Créateur d'entreprise avec un prêt de quelques milliers de dollars,
il a construit en 20 ans, en s'appuyant sur les réformes de Deng Xiao Ping,
un des plus importants conglomérats high tech de Chine, et a créé
la première entreprise mondiale de télévision avec Thomson.

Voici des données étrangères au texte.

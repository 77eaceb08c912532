use std::collections::HashMap;
use std::collections::hash_map::DefaultHasher;
use std::hash::{Hash, Hasher};
use std::sync::{Mutex, MutexGuard, PoisonError};
use std::time::{Duration, Instant};

use super::{BinAggregate, BinMeta};

pub const DEFAULT_TTL: Duration = Duration::from_secs(180);
pub const DEFAULT_CAPACITY: usize = 1024;

/// Fingerprint of an aggregate's ordered key set.
#[derive(Debug, Clone, Copy, PartialEq, Eq, Hash)]
pub struct AggregateId(u64);

impl AggregateId {
    pub fn of(agg: &BinAggregate) -> Self {
        let mut hasher = DefaultHasher::new();
        agg.len().hash(&mut hasher);
        for key in agg.keys() {
            key.hash(&mut hasher);
        }
        Self(hasher.finish())
    }
}

/// Expiring side table of per-aggregate [`BinMeta`].
///
/// Entries older than the TTL are treated as absent. When the table grows
/// past its capacity, expired entries are purged first, then the least
/// recently used ones.
#[derive(Debug)]
pub struct IntervalCache {
    ttl: Duration,
    capacity: usize,
    entries: Mutex<HashMap<AggregateId, (BinMeta, Instant)>>,
}

impl Default for IntervalCache {
    fn default() -> Self {
        Self::new(DEFAULT_TTL, DEFAULT_CAPACITY)
    }
}

impl IntervalCache {
    pub fn new(ttl: Duration, capacity: usize) -> Self {
        Self {
            ttl,
            capacity: capacity.max(1),
            entries: Mutex::new(HashMap::new()),
        }
    }

    fn lock(&self) -> MutexGuard<'_, HashMap<AggregateId, (BinMeta, Instant)>> {
        self.entries.lock().unwrap_or_else(PoisonError::into_inner)
    }

    pub fn get(&self, id: AggregateId) -> Option<BinMeta> {
        let mut entries = self.lock();
        let now = Instant::now();
        match entries.get_mut(&id) {
            Some((meta, touched)) if now.duration_since(*touched) < self.ttl => {
                *touched = now;
                Some(*meta)
            }
            Some(_) => {
                entries.remove(&id);
                None
            }
            None => None,
        }
    }

    /// Record `meta` under `new`, evicting the entry for `old`.
    pub fn store(&self, old: AggregateId, new: AggregateId, meta: BinMeta) {
        let mut entries = self.lock();
        if old != new {
            entries.remove(&old);
        }
        let now = Instant::now();
        entries.insert(new, (meta, now));
        if entries.len() > self.capacity {
            let ttl = self.ttl;
            entries.retain(|id, (_, touched)| *id == new || now.duration_since(*touched) < ttl);
        }
        while entries.len() > self.capacity {
            let Some(oldest) = entries
                .iter()
                .filter(|(id, _)| **id != new)
                .min_by_key(|(_, (_, touched))| *touched)
                .map(|(id, _)| *id)
            else {
                break;
            };
            entries.remove(&oldest);
        }
    }

    pub fn len(&self) -> usize {
        self.lock().len()
    }

    pub fn is_empty(&self) -> bool {
        self.len() == 0
    }
}
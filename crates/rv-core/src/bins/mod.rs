//! Dynamic bin reducer: a bounded-memory histogram over numeric (or time)
//! keys that coarsens its bucket width as the key range grows.
//!
//! An aggregate maps bucket keys to running statistics. Numeric buckets are
//! capped at a configured maximum; when a push would exceed it, the reducer
//! moves to the next interval width and condenses existing buckets into the
//! wider ones. Non-numeric keys get their own label buckets outside the cap.
//!
//! Per-aggregate state (current interval index, label count, float flag)
//! lives in an [`IntervalCache`] side table keyed by the aggregate's key set.
//! The cache is an optimisation only: [`BinReducer::recompute_meta`] derives
//! the same state from the buckets themselves.

use std::cmp::Ordering;
use std::fmt;
use std::hash::{Hash, Hasher};

use indexmap::IndexMap;
use serde_json::{Map, Value};

use crate::value::{as_numeric, num, to_number, to_text};

mod cache;

pub use cache::{AggregateId, IntervalCache};


const NUMERIC_INTERVALS: [f64; 17] = [
    1.0, 5.0, 10.0, 20.0, 100.0, 200.0, 1e3, 5e3, 1e4, 5e4, 1e5, 5e5, 1e6, 5e6, 1e7, 5e7, 1e8,
];

const TIME_INTERVALS_SECS: [f64; 13] = [
    30.0,
    60.0,
    300.0,
    900.0,
    1800.0,
    3600.0,
    7200.0,
    14400.0,
    28800.0,
    86400.0,
    259200.0,
    604800.0,
    2592000.0,
];

pub const DEFAULT_MAX_BUCKETS: usize = 10;

// ---------------------------------------------------------------------------
// Bucket keys
// ---------------------------------------------------------------------------

#[derive(Debug, Clone)]
pub enum BucketKey {
    /// A single integral key, used only while the scale is 1 and no
    /// fractional key has been seen.
    Point(f64),
    /// `lo .. hi`, half-open.
    Range { lo: f64, hi: f64 },
    /// A non-numeric key, kept verbatim.
    Label(String),
}

impl BucketKey {
    fn range(lo: f64, hi: f64) -> Self {
        BucketKey::Range {
            lo: lo + 0.0,
            hi: hi + 0.0,
        }
    }

    /// Numeric start of the bucket; `None` for labels.
    pub fn start(&self) -> Option<f64> {
        match self {
            BucketKey::Point(p) => Some(*p),
            BucketKey::Range { lo, .. } => Some(*lo),
            BucketKey::Label(_) => None,
        }
    }

    pub fn is_numeric(&self) -> bool {
        !matches!(self, BucketKey::Label(_))
    }

    /// Reads the `Display` form of a numeric key back: `"5"` is a point,
    /// `"30-60"` (or `"-60--30"`) a range. Text that does not render back
    /// to itself is not a numeric key.
    fn parse_numeric(text: &str) -> Option<Self> {
        let key = match text.parse::<f64>() {
            Ok(p) => BucketKey::Point(p + 0.0),
            Err(_) => {
                let (i, _) = text.char_indices().skip(1).find(|(_, c)| *c == '-')?;
                let lo = text[..i].parse::<f64>().ok()?;
                let hi = text[i + 1..].parse::<f64>().ok()?;
                BucketKey::range(lo, hi)
            }
        };
        (key.to_string() == text).then_some(key)
    }
}

impl PartialEq for BucketKey {
    fn eq(&self, other: &Self) -> bool {
        match (self, other) {
            (BucketKey::Point(a), BucketKey::Point(b)) => a.to_bits() == b.to_bits(),
            (BucketKey::Range { lo: a, hi: b }, BucketKey::Range { lo: c, hi: d }) => {
                a.to_bits() == c.to_bits() && b.to_bits() == d.to_bits()
            }
            (BucketKey::Label(a), BucketKey::Label(b)) => a == b,
            _ => false,
        }
    }
}

impl Eq for BucketKey {}

impl Hash for BucketKey {
    fn hash<H: Hasher>(&self, state: &mut H) {
        std::mem::discriminant(self).hash(state);
        match self {
            BucketKey::Point(p) => p.to_bits().hash(state),
            BucketKey::Range { lo, hi } => {
                lo.to_bits().hash(state);
                hi.to_bits().hash(state);
            }
            BucketKey::Label(l) => l.hash(state),
        }
    }
}

impl fmt::Display for BucketKey {
    fn fmt(&self, f: &mut fmt::Formatter<'_>) -> fmt::Result {
        match self {
            BucketKey::Point(p) => f.write_str(&to_text(&num(*p))),
            BucketKey::Range { lo, hi } => {
                write!(f, "{}-{}", to_text(&num(*lo)), to_text(&num(*hi)))
            }
            BucketKey::Label(l) => f.write_str(l),
        }
    }
}

fn key_order(a: &BucketKey, b: &BucketKey) -> Ordering {
    match (a.start(), b.start()) {
        (Some(x), Some(y)) => x.total_cmp(&y),
        (Some(_), None) => Ordering::Less,
        (None, Some(_)) => Ordering::Greater,
        (None, None) => Ordering::Equal,
    }
}

// ---------------------------------------------------------------------------
// Statistics
// ---------------------------------------------------------------------------

#[derive(Debug, Clone, Copy, PartialEq)]
pub struct BinStats {
    pub count: u64,
    pub sum: f64,
    pub sum2: f64,
    pub min: f64,
    pub max: f64,
}

impl Default for BinStats {
    fn default() -> Self {
        Self {
            count: 0,
            sum: 0.0,
            sum2: 0.0,
            min: f64::MAX,
            max: f64::MIN,
        }
    }
}

impl BinStats {
    pub fn single(value: f64) -> Self {
        let mut stats = Self::default();
        stats.push(value);
        stats
    }

    pub fn push(&mut self, value: f64) {
        self.count += 1;
        self.sum += value;
        self.sum2 += value * value;
        self.min = self.min.min(value);
        self.max = self.max.max(value);
    }

    /// Additive merge; min/max take the extremum.
    pub fn merge(&mut self, other: &BinStats) {
        self.count += other.count;
        self.sum += other.sum;
        self.sum2 += other.sum2;
        self.min = self.min.min(other.min);
        self.max = self.max.max(other.max);
    }

    pub fn average(&self) -> f64 {
        if self.count == 0 {
            return f64::NAN;
        }
        self.sum / self.count as f64
    }

    /// Sample variance; zero below two observations.
    pub fn variance(&self) -> f64 {
        if self.count < 2 {
            return 0.0;
        }
        let n = self.count as f64;
        ((n * self.sum2 - self.sum * self.sum) / (n * (n - 1.0))).max(0.0)
    }

    pub fn to_value(&self) -> Value {
        let mut map = Map::with_capacity(5);
        map.insert("count".into(), Value::from(self.count));
        map.insert("sum".into(), num(self.sum));
        map.insert("sum2".into(), num(self.sum2));
        map.insert("min".into(), num(self.min));
        map.insert("max".into(), num(self.max));
        Value::Object(map)
    }

    /// Reads `{count, sum, sum2?, min?, max?}`. `None` unless the value is
    /// an object carrying a numeric `count`.
    pub fn from_value(value: &Value) -> Option<Self> {
        let map = value.as_object()?;
        let count = map.get("count").and_then(as_numeric)?;
        let field = |name: &str, fallback: f64| map.get(name).and_then(as_numeric).unwrap_or(fallback);
        Some(Self {
            count: count.max(0.0) as u64,
            sum: field("sum", 0.0),
            sum2: field("sum2", 0.0),
            min: field("min", f64::MAX),
            max: field("max", f64::MIN),
        })
    }

    /// `{min, max, count, sum, average, variance, stddev}`.
    pub fn summary(&self) -> Value {
        let variance = self.variance();
        let mut map = Map::with_capacity(7);
        map.insert("min".into(), num(self.min));
        map.insert("max".into(), num(self.max));
        map.insert("count".into(), Value::from(self.count));
        map.insert("sum".into(), num(self.sum));
        map.insert("average".into(), num(self.average()));
        map.insert("variance".into(), num(variance));
        map.insert("stddev".into(), num(variance.sqrt()));
        Value::Object(map)
    }
}

// ---------------------------------------------------------------------------
// Aggregate
// ---------------------------------------------------------------------------

#[derive(Debug, Clone, Default, PartialEq)]
pub struct BinAggregate(IndexMap<BucketKey, BinStats>);

impl BinAggregate {
    pub fn new() -> Self {
        Self::default()
    }

    pub fn len(&self) -> usize {
        self.0.len()
    }

    pub fn is_empty(&self) -> bool {
        self.0.is_empty()
    }

    pub fn numeric_len(&self) -> usize {
        self.0.keys().filter(|k| k.is_numeric()).count()
    }

    pub fn label_len(&self) -> usize {
        self.len() - self.numeric_len()
    }

    pub fn total_count(&self) -> u64 {
        self.0.values().map(|s| s.count).sum()
    }

    pub fn get(&self, key: &BucketKey) -> Option<&BinStats> {
        self.0.get(key)
    }

    pub fn keys(&self) -> impl Iterator<Item = &BucketKey> {
        self.0.keys()
    }

    pub fn iter(&self) -> impl Iterator<Item = (&BucketKey, &BinStats)> {
        self.0.iter()
    }

    fn merge_into(&mut self, key: BucketKey, stats: &BinStats) {
        self.0.entry(key).or_default().merge(stats);
    }

    fn sort(&mut self) {
        self.0.sort_by(|a, _, b, _| key_order(a, b));
    }

    pub fn to_value(&self) -> Value {
        Value::Object(
            self.0
                .iter()
                .map(|(k, s)| (k.to_string(), s.to_value()))
                .collect(),
        )
    }

}

impl FromIterator<(BucketKey, BinStats)> for BinAggregate {
    fn from_iter<I: IntoIterator<Item = (BucketKey, BinStats)>>(iter: I) -> Self {
        let mut agg = Self::new();
        for (key, stats) in iter {
            agg.merge_into(key, &stats);
        }
        agg
    }
}
use std::collections::HashMap;
use std::path::Path;
use std::str::FromStr;

use serde::Deserialize;
use serde_json::{Map, Value};

use crate::binning::{BinningConfig, BinningRaw};
use crate::logging::LoggingConfig;
use crate::pipeline::PipelineConfig;
use crate::validate;

// ---------------------------------------------------------------------------
// Raw TOML structure (intermediate representation)
// ---------------------------------------------------------------------------

#[derive(Debug, Deserialize)]
struct RivuletConfigRaw {
    pipeline: PipelineConfig,
    /// Exposed to expressions as `$`.
    #[serde(default)]
    context: Map<String, Value>,
    /// Variables for `$VAR` / `${VAR:default}` preprocessing.
    #[serde(default)]
    vars: HashMap<String, String>,
    #[serde(default)]
    binning: HashMap<String, BinningRaw>,
    #[serde(default)]
    logging: LoggingConfig,
}

// ---------------------------------------------------------------------------
// RivuletConfig (resolved, validated)
// ---------------------------------------------------------------------------

#[derive(Debug, Clone)]
pub struct RivuletConfig {
    pub pipeline: PipelineConfig,
    /// Always an object; empty when `[context]` is absent.
    pub context: Value,
    pub vars: HashMap<String, String>,
    /// Sorted by name.
    pub binning: Vec<BinningConfig>,
    pub logging: LoggingConfig,
}

impl RivuletConfig {
    /// Read and parse a `rivulet.toml` file.
    pub fn load(path: impl AsRef<Path>) -> anyhow::Result<Self> {
        let content = std::fs::read_to_string(path.as_ref())
            .map_err(|e| anyhow::anyhow!("failed to read {}: {e}", path.as_ref().display()))?;
        content.parse()
    }
}

impl FromStr for RivuletConfig {
    type Err = anyhow::Error;

    /// Parse a TOML string into a resolved, validated [`RivuletConfig`].
    fn from_str(toml_str: &str) -> anyhow::Result<Self> {
        let raw: RivuletConfigRaw = toml::from_str(toml_str)?;

        let mut binning: Vec<BinningConfig> = raw
            .binning
            .into_iter()
            .map(|(name, table)| table.resolve(name))
            .collect();
        binning.sort_by(|a, b| a.name.cmp(&b.name));

        let config = RivuletConfig {
            pipeline: raw.pipeline,
            context: Value::Object(raw.context),
            vars: raw.vars,
            binning,
            logging: raw.logging,
        };

        validate::validate(&config)?;

        Ok(config)
    }
}

#[cfg(test)]
mod tests {
    use std::path::PathBuf;

    use serde_json::json;

    use super::*;
    use crate::logging::LogFormat;

    const FULL_TOML: &str = r#"
[pipeline]
script = "pipelines/main.rv"
ordered_async = true

[context]
threshold = 5
labels = ["a", "b"]

[context.limits]
max = 2.5

[vars]
LIMIT = "10"

[binning.latencyBin]
max_buckets = 6
intervals = [1, 5, 10]

[binning.dynamicBin]
intervals = [2, 4]
warn = false

[logging]
level = "debug"
format = "json"
file = "logs/rivulet.log"
modules = { "rv_core" = "trace" }
"#;

    #[test]
    fn load_full_toml() {
        let cfg: RivuletConfig = FULL_TOML.parse().unwrap();

        assert_eq!(cfg.pipeline.script, PathBuf::from("pipelines/main.rv"));
        assert!(cfg.pipeline.ordered_async);
        assert_eq!(
            cfg.context,
            json!({"threshold": 5, "labels": ["a", "b"], "limits": {"max": 2.5}})
        );
        assert_eq!(cfg.vars["LIMIT"], "10");

        assert_eq!(cfg.binning.len(), 2);
        assert_eq!(cfg.binning[0].name, "dynamicBin");
        assert_eq!(cfg.binning[0].max_buckets, 10);
        assert!(!cfg.binning[0].warn);
        assert_eq!(cfg.binning[1].name, "latencyBin");
        assert_eq!(cfg.binning[1].intervals, vec![1.0, 5.0, 10.0]);
        assert!(cfg.binning[1].warn);

        assert_eq!(cfg.logging.level, "debug");
        assert_eq!(cfg.logging.format, LogFormat::Json);
        assert_eq!(cfg.logging.file, Some(PathBuf::from("logs/rivulet.log")));
        assert_eq!(cfg.logging.modules["rv_core"], "trace");
    }

    #[test]
    fn minimal_toml_uses_defaults() {
        let cfg: RivuletConfig = "[pipeline]\nscript = \"a.rv\"\n".parse().unwrap();
        assert!(!cfg.pipeline.ordered_async);
        assert_eq!(cfg.context, json!({}));
        assert!(cfg.vars.is_empty());
        assert!(cfg.binning.is_empty());
        assert_eq!(cfg.logging.level, "info");
        assert_eq!(cfg.logging.format, LogFormat::Plain);
    }

    #[test]
    fn missing_pipeline_fails() {
        assert!("[context]\na = 1\n".parse::<RivuletConfig>().is_err());
    }

    #[test]
    fn script_resolves_against_base_dir() {
        let cfg: RivuletConfig = FULL_TOML.parse().unwrap();
        assert_eq!(
            cfg.pipeline.script_path(Path::new("/etc/rivulet")),
            PathBuf::from("/etc/rivulet/pipelines/main.rv")
        );
    }

    #[test]
    fn load_reads_from_disk() {
        let dir = tempfile::tempdir().unwrap();
        let path = dir.path().join("rivulet.toml");
        std::fs::write(&path, FULL_TOML).unwrap();
        let cfg = RivuletConfig::load(&path).unwrap();
        assert_eq!(cfg.binning.len(), 2);

        let err = RivuletConfig::load(dir.path().join("missing.toml")).unwrap_err();
        assert!(err.to_string().contains("missing.toml"));
    }

    #[test]
    fn unknown_binning_keys_are_rejected() {
        let toml = FULL_TOML.replace("warn = false", "wran = false");
        assert!(toml.parse::<RivuletConfig>().is_err());
    }
}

Le modèle a été imité par IBM et Lenovo dans les ordinateurs
personnels. Tomson Li a été cité en 2004 par Time Magazine
parmi les 100 hommes d'affaires les plus influents dans le monde. En duo avec
Charles Dehelly, Tomson Li a parlé
de son histoire, de sa vision de l'évolution industrielle du monde, des
opportunités pour nos entreprises en Chine, des forces et des faiblesses
de la Chine, de l'Europe et de la France, pays qu'il aime (il a été
décoré de la Légion d'Honneur par Jacques Chirac). L'envie
de posséder des biens a mis les Chinois dans une dynamique d'efficacité
de production. La Chine est bien l'usine du monde, pour longtemps. Mais la coopération
avec les nations doit être paisible et confiante. La Chine est très
différente du Japon. Les relations des deux pays sont en progrès.
Les Chinois sont séduits par le modèle américain. Ils veulent
faire plus et mieux qu'eux. Le travail et l'entreprise passent avant la famille,
la culture et les loisirs. Les Européens sont créatifs, mais le
travail n'est pas pour eux une priorité.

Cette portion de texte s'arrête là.